== HOW TO COMPLETE THIS TASK ==
Take every line from the records below that includes the word "RuleId".

BEGIN

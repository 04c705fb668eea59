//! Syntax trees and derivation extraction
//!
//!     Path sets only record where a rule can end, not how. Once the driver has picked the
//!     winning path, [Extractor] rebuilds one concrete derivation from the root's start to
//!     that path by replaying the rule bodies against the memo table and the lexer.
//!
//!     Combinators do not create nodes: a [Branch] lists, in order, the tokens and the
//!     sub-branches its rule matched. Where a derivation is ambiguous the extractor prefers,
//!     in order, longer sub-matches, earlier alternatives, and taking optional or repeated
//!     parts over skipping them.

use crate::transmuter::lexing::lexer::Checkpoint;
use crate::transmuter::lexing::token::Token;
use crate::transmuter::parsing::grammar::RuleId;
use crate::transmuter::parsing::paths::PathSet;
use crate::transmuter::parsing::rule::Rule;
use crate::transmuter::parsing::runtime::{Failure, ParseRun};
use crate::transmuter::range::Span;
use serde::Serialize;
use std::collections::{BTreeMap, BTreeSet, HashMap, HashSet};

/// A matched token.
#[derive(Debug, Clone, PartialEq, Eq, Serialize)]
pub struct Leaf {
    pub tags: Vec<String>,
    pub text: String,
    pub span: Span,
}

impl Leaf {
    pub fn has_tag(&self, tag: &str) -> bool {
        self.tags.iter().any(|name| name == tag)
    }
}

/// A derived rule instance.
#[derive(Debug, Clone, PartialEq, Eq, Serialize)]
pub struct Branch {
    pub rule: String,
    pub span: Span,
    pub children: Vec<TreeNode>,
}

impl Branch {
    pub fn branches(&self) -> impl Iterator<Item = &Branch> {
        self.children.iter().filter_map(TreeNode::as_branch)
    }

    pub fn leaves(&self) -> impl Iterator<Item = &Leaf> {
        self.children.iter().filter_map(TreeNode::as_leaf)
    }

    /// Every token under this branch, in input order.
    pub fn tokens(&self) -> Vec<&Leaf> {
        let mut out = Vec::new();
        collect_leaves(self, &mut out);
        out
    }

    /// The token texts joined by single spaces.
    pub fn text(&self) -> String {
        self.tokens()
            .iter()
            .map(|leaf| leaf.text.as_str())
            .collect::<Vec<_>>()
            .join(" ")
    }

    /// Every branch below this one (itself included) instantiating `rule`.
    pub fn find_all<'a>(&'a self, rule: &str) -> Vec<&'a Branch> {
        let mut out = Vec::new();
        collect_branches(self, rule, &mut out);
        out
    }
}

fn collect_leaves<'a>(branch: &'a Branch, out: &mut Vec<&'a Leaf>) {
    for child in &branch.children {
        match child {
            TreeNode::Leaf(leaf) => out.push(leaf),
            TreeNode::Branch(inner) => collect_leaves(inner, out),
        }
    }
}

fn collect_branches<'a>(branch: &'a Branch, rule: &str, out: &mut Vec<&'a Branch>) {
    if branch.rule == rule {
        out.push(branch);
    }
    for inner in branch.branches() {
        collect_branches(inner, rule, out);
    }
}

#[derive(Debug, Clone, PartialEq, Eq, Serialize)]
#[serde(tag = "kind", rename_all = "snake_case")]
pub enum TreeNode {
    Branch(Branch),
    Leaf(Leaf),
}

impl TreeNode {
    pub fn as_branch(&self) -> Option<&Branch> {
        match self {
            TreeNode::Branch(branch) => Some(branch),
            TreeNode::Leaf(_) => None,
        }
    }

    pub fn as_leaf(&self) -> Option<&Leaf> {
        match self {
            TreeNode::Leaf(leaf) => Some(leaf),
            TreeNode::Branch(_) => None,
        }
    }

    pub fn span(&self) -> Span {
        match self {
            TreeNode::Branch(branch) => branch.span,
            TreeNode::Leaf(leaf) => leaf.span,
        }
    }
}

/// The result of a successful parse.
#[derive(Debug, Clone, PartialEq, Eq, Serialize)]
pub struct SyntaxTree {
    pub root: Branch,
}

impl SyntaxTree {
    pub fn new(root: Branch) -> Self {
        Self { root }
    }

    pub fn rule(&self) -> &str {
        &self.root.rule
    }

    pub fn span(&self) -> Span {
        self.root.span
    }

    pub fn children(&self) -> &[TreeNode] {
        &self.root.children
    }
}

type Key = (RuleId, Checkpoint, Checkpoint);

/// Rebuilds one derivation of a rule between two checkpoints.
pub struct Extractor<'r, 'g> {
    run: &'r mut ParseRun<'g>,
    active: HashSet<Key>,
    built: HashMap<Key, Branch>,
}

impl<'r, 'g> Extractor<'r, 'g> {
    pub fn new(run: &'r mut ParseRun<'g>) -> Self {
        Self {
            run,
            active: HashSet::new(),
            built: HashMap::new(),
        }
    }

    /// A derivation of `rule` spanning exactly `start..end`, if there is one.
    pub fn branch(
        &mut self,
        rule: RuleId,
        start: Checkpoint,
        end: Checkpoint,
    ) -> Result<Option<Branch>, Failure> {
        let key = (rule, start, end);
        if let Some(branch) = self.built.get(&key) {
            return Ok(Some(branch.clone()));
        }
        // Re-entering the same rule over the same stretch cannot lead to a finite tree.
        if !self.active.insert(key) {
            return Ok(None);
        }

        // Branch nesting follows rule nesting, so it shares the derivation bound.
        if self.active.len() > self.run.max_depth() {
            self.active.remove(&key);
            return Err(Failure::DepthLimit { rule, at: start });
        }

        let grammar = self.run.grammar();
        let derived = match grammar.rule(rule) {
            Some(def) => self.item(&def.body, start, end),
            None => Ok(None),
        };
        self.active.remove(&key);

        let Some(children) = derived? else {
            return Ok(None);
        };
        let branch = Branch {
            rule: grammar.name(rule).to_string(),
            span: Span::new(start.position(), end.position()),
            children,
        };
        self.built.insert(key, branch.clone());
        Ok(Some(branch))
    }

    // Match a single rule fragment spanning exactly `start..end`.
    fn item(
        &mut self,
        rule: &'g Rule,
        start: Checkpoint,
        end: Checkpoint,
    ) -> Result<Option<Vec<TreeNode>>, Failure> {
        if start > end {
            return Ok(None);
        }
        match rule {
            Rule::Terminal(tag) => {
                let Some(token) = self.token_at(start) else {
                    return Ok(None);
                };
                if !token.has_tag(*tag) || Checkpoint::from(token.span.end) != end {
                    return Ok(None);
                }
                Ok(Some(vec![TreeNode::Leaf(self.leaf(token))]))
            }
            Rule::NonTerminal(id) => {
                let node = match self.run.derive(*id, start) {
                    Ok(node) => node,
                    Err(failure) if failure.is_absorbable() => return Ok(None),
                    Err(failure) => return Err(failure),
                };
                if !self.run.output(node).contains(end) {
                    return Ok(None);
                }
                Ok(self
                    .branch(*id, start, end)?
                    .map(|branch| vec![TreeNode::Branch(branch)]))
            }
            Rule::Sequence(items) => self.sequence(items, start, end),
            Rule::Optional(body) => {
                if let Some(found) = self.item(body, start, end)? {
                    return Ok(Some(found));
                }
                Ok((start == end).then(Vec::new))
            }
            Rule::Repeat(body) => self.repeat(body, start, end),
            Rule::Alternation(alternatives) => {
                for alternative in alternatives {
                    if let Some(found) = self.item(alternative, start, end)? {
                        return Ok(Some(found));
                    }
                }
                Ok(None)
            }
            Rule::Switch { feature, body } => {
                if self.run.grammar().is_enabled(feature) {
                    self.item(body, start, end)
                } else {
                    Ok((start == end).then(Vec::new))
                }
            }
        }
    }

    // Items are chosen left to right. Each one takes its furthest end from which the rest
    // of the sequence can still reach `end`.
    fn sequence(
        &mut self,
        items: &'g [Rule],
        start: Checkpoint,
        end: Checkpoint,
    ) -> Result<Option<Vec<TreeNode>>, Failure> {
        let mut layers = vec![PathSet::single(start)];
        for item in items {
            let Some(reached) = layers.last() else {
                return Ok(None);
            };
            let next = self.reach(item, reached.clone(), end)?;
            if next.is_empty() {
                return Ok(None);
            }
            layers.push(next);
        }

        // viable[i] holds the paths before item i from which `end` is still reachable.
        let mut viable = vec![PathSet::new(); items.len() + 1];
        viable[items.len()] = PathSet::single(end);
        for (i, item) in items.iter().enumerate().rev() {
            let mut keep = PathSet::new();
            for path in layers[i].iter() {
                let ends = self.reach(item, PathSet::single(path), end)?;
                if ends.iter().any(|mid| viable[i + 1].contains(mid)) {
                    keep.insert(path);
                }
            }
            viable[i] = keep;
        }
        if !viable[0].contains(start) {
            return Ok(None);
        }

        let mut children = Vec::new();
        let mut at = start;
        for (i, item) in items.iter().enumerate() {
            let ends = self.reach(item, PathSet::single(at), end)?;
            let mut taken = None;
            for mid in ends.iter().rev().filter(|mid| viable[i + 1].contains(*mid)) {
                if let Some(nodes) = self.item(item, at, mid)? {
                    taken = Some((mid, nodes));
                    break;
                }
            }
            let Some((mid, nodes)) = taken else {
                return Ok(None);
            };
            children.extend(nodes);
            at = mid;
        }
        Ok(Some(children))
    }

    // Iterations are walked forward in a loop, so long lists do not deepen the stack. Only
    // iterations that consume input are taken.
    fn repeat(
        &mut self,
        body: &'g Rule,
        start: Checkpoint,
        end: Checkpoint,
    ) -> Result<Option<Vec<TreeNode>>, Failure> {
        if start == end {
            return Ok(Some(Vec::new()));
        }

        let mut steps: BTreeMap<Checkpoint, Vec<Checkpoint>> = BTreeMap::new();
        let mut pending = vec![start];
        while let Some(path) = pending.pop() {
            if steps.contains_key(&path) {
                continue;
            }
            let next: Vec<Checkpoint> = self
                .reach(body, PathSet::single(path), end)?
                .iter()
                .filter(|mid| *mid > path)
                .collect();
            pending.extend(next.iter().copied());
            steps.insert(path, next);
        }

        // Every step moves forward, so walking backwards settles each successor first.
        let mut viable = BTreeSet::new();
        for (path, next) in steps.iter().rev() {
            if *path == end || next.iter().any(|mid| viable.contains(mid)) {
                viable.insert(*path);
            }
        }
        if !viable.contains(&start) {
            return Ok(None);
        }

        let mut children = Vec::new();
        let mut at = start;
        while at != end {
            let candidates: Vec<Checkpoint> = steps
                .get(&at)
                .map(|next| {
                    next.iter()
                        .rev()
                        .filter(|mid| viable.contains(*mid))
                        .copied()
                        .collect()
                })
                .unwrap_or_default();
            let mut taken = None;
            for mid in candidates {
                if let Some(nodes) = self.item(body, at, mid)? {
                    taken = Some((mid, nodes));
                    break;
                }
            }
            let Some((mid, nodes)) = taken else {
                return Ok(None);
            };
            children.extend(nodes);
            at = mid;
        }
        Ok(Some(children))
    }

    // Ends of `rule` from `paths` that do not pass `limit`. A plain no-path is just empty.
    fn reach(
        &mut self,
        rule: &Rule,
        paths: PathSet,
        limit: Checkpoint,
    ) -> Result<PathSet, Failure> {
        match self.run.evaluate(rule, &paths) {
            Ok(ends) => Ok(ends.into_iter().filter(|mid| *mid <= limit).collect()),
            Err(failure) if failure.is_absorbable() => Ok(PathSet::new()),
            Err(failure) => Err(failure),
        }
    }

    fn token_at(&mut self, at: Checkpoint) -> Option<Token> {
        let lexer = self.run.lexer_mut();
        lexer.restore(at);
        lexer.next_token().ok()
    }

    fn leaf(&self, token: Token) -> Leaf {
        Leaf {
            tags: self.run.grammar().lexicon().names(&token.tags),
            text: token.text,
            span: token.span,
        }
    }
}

END

== ANSWER FOR THE TASK ==
use crate::transmuter::parsing::grammar::RuleId;
type Key = (RuleId, Checkpoint, Checkpoint);
        rule: RuleId,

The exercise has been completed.